Schroll, himself, secured most of Fetch’s early funding by traveling across the U.S. to participate in various pitch competitions. At the time, said Still, the young entrepreneur’s vision probably didn’t resonate with most Wisconsin investors who simply weren’t familiar with the retail-rewards space. But that didn’t deter him from tapping Wisconsin’s talent pipeline and business landscape.
“Like any company that grows, (Fetch) wants to be doing business in other states and other countries … but at the same time, it’s kept the core of the operation here, and that’s a strong message for Wisconsin,” said Still.
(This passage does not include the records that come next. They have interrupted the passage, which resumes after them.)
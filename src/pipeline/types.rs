//! Shared types for the notification pipeline.

use std::fmt;
use std::str::FromStr;

use chrono::{DateTime, Utc};
use secrecy::SecretString;
use serde::{Deserialize, Serialize};
use uuid::Uuid;

/// Position in a Gmail mailbox's change history.
pub type HistoryId = u64;

// ── Provider kind ───────────────────────────────────────────────────

/// Which mail provider a mailbox belongs to. Immutable once recorded.
#[derive(Debug, Clone, Copy, PartialEq, Eq, Hash, Serialize, Deserialize)]
#[serde(rename_all = "snake_case")]
pub enum ProviderKind {
    /// Gmail: push notifications carry a history id.
    Google,
    /// Microsoft Graph: notifications carry a message resource path.
    Microsoft,
}

impl ProviderKind {
    pub fn as_str(&self) -> &'static str {
        match self {
            Self::Google => "google",
            Self::Microsoft => "microsoft",
        }
    }
}

impl fmt::Display for ProviderKind {
    fn fmt(&self, f: &mut fmt::Formatter<'_>) -> fmt::Result {
        f.write_str(self.as_str())
    }
}

impl FromStr for ProviderKind {
    type Err = String;

    fn from_str(s: &str) -> Result<Self, Self::Err> {
        match s.to_ascii_lowercase().as_str() {
            "google" | "gmail" => Ok(Self::Google),
            "microsoft" | "outlook" => Ok(Self::Microsoft),
            other => Err(format!("unknown provider: {other}")),
        }
    }
}

// ── Mailbox identity ────────────────────────────────────────────────

/// A mailbox bound to a provider and its credential.
#[derive(Debug, Clone)]
pub struct Mailbox {
    /// Email address, unique key.
    pub email: String,
    pub provider: ProviderKind,
    /// Provider-side account identifier (Graph user id for Microsoft).
    pub account_id: String,
    pub access_token: SecretString,
    /// Last committed history position (Gmail only).
    pub cursor: Option<HistoryId>,
    /// Set when the provider rejected the credential; cleared on re-authorization.
    pub needs_reauth: bool,
    pub created_at: DateTime<Utc>,
    pub updated_at: DateTime<Utc>,
}

// ── Notification job ────────────────────────────────────────────────

/// What changed, as reported by the provider.
#[derive(Debug, Clone, PartialEq, Eq, Serialize, Deserialize)]
#[serde(tag = "kind", rename_all = "snake_case")]
pub enum ChangeToken {
    /// The mailbox history advanced to this position.
    History { history_id: HistoryId },
    /// A specific message was created.
    Message { message_id: String },
}

impl ChangeToken {
    pub fn kind(&self) -> &'static str {
        match self {
            Self::History { .. } => "history",
            Self::Message { .. } => "message",
        }
    }

    /// The raw token value as stored in the queue.
    pub fn value(&self) -> String {
        match self {
            Self::History { history_id } => history_id.to_string(),
            Self::Message { message_id } => message_id.clone(),
        }
    }

    /// Rebuild a token from its stored kind and value.
    pub fn from_parts(kind: &str, value: &str) -> Option<Self> {
        match kind {
            "history" => value
                .parse()
                .ok()
                .map(|history_id| Self::History { history_id }),
            "message" if !value.is_empty() => Some(Self::Message {
                message_id: value.to_string(),
            }),
            _ => None,
        }
    }
}

/// One "something changed" signal. Immutable once created.
#[derive(Debug, Clone, PartialEq, Eq, Serialize, Deserialize)]
pub struct NotificationJob {
    pub id: Uuid,
    pub provider: ProviderKind,
    /// Email address (Google) or provider account id (Microsoft).
    pub mailbox_key: String,
    pub change: ChangeToken,
    pub enqueued_at: DateTime<Utc>,
}

impl NotificationJob {
    pub fn new(provider: ProviderKind, mailbox_key: impl Into<String>, change: ChangeToken) -> Self {
        Self {
            id: Uuid::new_v4(),
            provider,
            mailbox_key: mailbox_key.into(),
            change,
            enqueued_at: Utc::now(),
        }
    }
}

/// A job handed to one worker under a lease.
#[derive(Debug, Clone)]
pub struct Delivery {
    pub job: NotificationJob,
    /// Delivery attempts including this one.
    pub attempts: u32,
    /// Identifies this lease; settling with a stale lease is a no-op.
    pub lease_id: Uuid,
}

/// A job parked after exhausting retries or failing authorization.
#[derive(Debug, Clone, Serialize)]
pub struct DeadLetter {
    pub job: NotificationJob,
    pub attempts: u32,
    pub last_error: Option<String>,
    pub dead_at: DateTime<Utc>,
}

/// Job counts per queue state.
#[derive(Debug, Clone, Copy, Default, PartialEq, Eq, Serialize)]
pub struct QueueStats {
    pub ready: u64,
    pub leased: u64,
    pub dead: u64,
}

// ── Messages ────────────────────────────────────────────────────────

/// A message discovered in a change range, not yet checked for eligibility.
#[derive(Debug, Clone, PartialEq, Eq)]
pub struct MessageRef {
    pub id: String,
    pub thread_id: Option<String>,
    /// Label ids known from the change listing, if the provider reports them.
    pub label_ids: Option<Vec<String>>,
}

impl MessageRef {
    pub fn bare(id: impl Into<String>) -> Self {
        Self {
            id: id.into(),
            thread_id: None,
            label_ids: None,
        }
    }
}

/// A fetched email. Read-only, fetched fresh for every job.
#[derive(Debug, Clone, PartialEq, Eq)]
pub struct MessageEnvelope {
    /// Provider-native message id.
    pub id: String,
    /// Thread (Gmail) or conversation (Graph) id.
    pub thread_id: String,
    /// Raw sender, e.g. `Alice <alice@example.com>`.
    pub from: String,
    pub to: Vec<String>,
    pub subject: String,
    pub date: Option<String>,
    /// Snippet or body preview.
    pub body: String,
    pub is_unread: bool,
    /// RFC 5322 `Message-ID` header, used for reply threading.
    pub internet_message_id: Option<String>,
    /// Gmail label ids or Outlook category names currently on the message.
    pub labels: Vec<String>,
}

impl MessageEnvelope {
    /// The bare address of the sender (`alice@example.com`).
    pub fn sender_address(&self) -> &str {
        extract_address(&self.from)
    }
}

/// Pull the address out of a `Name <addr>` header value.
pub fn extract_address(raw: &str) -> &str {
    match (raw.rfind('<'), raw.rfind('>')) {
        (Some(start), Some(end)) if start < end => raw[start + 1..end].trim(),
        _ => raw.trim(),
    }
}

// ── Labels ──────────────────────────────────────────────────────────

/// A provider label (Gmail label or Outlook category).
#[derive(Debug, Clone, PartialEq, Eq, Serialize, Deserialize)]
pub struct Label {
    pub id: String,
    pub name: String,
}

/// The fixed classification universe.
#[derive(Debug, Clone, Copy, PartialEq, Eq, Hash, Serialize, Deserialize)]
pub enum ClassLabel {
    Interested,
    NotInterested,
    MoreInformation,
}

impl ClassLabel {
    pub const ALL: [ClassLabel; 3] = [
        ClassLabel::Interested,
        ClassLabel::NotInterested,
        ClassLabel::MoreInformation,
    ];

    /// Display name, also the label name created in the mailbox.
    pub fn name(&self) -> &'static str {
        match self {
            Self::Interested => "Interested",
            Self::NotInterested => "Not Interested",
            Self::MoreInformation => "More Information",
        }
    }
}

impl fmt::Display for ClassLabel {
    fn fmt(&self, f: &mut fmt::Formatter<'_>) -> fmt::Result {
        f.write_str(self.name())
    }
}

// ── Outcomes ────────────────────────────────────────────────────────

/// Counters for one processed job.
#[derive(Debug, Clone, Default, PartialEq, Eq)]
pub struct JobReport {
    pub replied: usize,
    pub skipped: usize,
    pub failed: usize,
    /// Cursor after commit (Gmail only).
    pub cursor: Option<HistoryId>,
}

/// Successful end states of a job.
#[derive(Debug, Clone, PartialEq, Eq)]
pub enum JobOutcome {
    /// All candidates handled and state committed.
    Committed(JobReport),
    /// Nothing to do, e.g. the mailbox is no longer authorized here.
    Discarded { reason: String },
}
Needless to say, Great Oaks Venture Capital is “very pleased” with its early-stage investment in Fetch, said Philosophos. The firm’s 200-company portfolio includes a handful of Wisconsin brands, like Eat Street and Moxe Health, both based in Madison. Of the 10 unicorns in the portfolio, Fetch remains one of its “more significant positions” – a shining star.
Philosophos hopes Fetch’s success story will move Wisconsin investors to take more risks on visionary entrepreneurs and early-stage ventures.
“There were several points along the way that Fetch could have failed, but the bet we made on Wes was validated because he navigated his way around those points,” he said. “Great Oaks helped him through some of those tough times – you need that kind of sponsorship.”